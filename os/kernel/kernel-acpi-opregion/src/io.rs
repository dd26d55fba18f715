//! `SystemIO` operation regions.

use crate::context::try_box_uninit;
use crate::dispatch::RegionHandler;
use crate::region::{operation_region, trace_region_error};
use alloc::boxed::Box;
use kernel_acpi::{AccessWidth, Namespace, Platform, RegionError};
use log::trace;

/// Per-region state of a `SystemIO` region: the first port and the host's
/// handle for the mapped port range.
#[derive(Debug, PartialEq, Eq)]
pub struct IoRegionContext<H> {
    base: u64,
    handle: H,
}

impl<H> IoRegionContext<H> {
    #[inline]
    #[must_use]
    pub const fn base(&self) -> u64 {
        self.base
    }

    #[inline]
    #[must_use]
    pub const fn handle(&self) -> &H {
        &self.handle
    }
}

/// Default handler for [`AddressSpace::SystemIo`](kernel_acpi::AddressSpace::SystemIo).
///
/// `address` in reads and writes is the absolute port number; the host sees
/// it relative to the region's first port.
#[derive(Debug, Clone)]
pub struct SystemIoHandler<P> {
    platform: P,
}

impl<P> SystemIoHandler<P> {
    #[must_use]
    pub const fn new(platform: P) -> Self {
        Self { platform }
    }
}

impl<P: Platform> RegionHandler for SystemIoHandler<P> {
    type Context = Box<IoRegionContext<P::IoHandle>>;

    fn attach<N: Namespace>(
        &self,
        namespace: &N,
        region: N::Node,
    ) -> Result<Self::Context, RegionError> {
        let slot = try_box_uninit::<IoRegionContext<P::IoHandle>>()?;
        let op_region = operation_region(namespace, region)?;

        let base = op_region.offset();
        let handle = self
            .platform
            .io_map(base, op_region.length())
            .inspect_err(|&error| {
                trace_region_error(namespace, region, "unable to map an IO", error);
            })?;

        trace!(
            "mapped IO region {} [{base:#x}..{:#x})",
            namespace.name(region),
            op_region.end()
        );
        Ok(Box::write(slot, IoRegionContext { base, handle }))
    }

    fn detach(&self, context: Self::Context) {
        let IoRegionContext { handle, .. } = *context;
        self.platform.io_unmap(handle);
    }

    fn read(&self, context: &Self::Context, address: u64, width: u8) -> Result<u64, RegionError> {
        let width = AccessWidth::try_from(width)?;
        self.platform
            .io_read(&context.handle, address.wrapping_sub(context.base), width)
    }

    fn write(
        &self,
        context: &Self::Context,
        address: u64,
        width: u8,
        value: u64,
    ) -> Result<(), RegionError> {
        let width = AccessWidth::try_from(width)?;
        self.platform
            .io_write(&context.handle, address.wrapping_sub(context.base), width, value)
    }
}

> **Exercise**: From the first line of the data through the line with "use alloc::boxed::Box;", quote each line exactly and add nothing else.

> **Task solution**:
filename os/kernel/kernel-acpi-opregion/src/io.rs
repository dd26d55fba18f715
//! `SystemIO` operation regions.

use crate::context::try_box_uninit;
use crate::dispatch::RegionHandler;
use crate::region::{operation_region, trace_region_error};
use alloc::boxed::Box;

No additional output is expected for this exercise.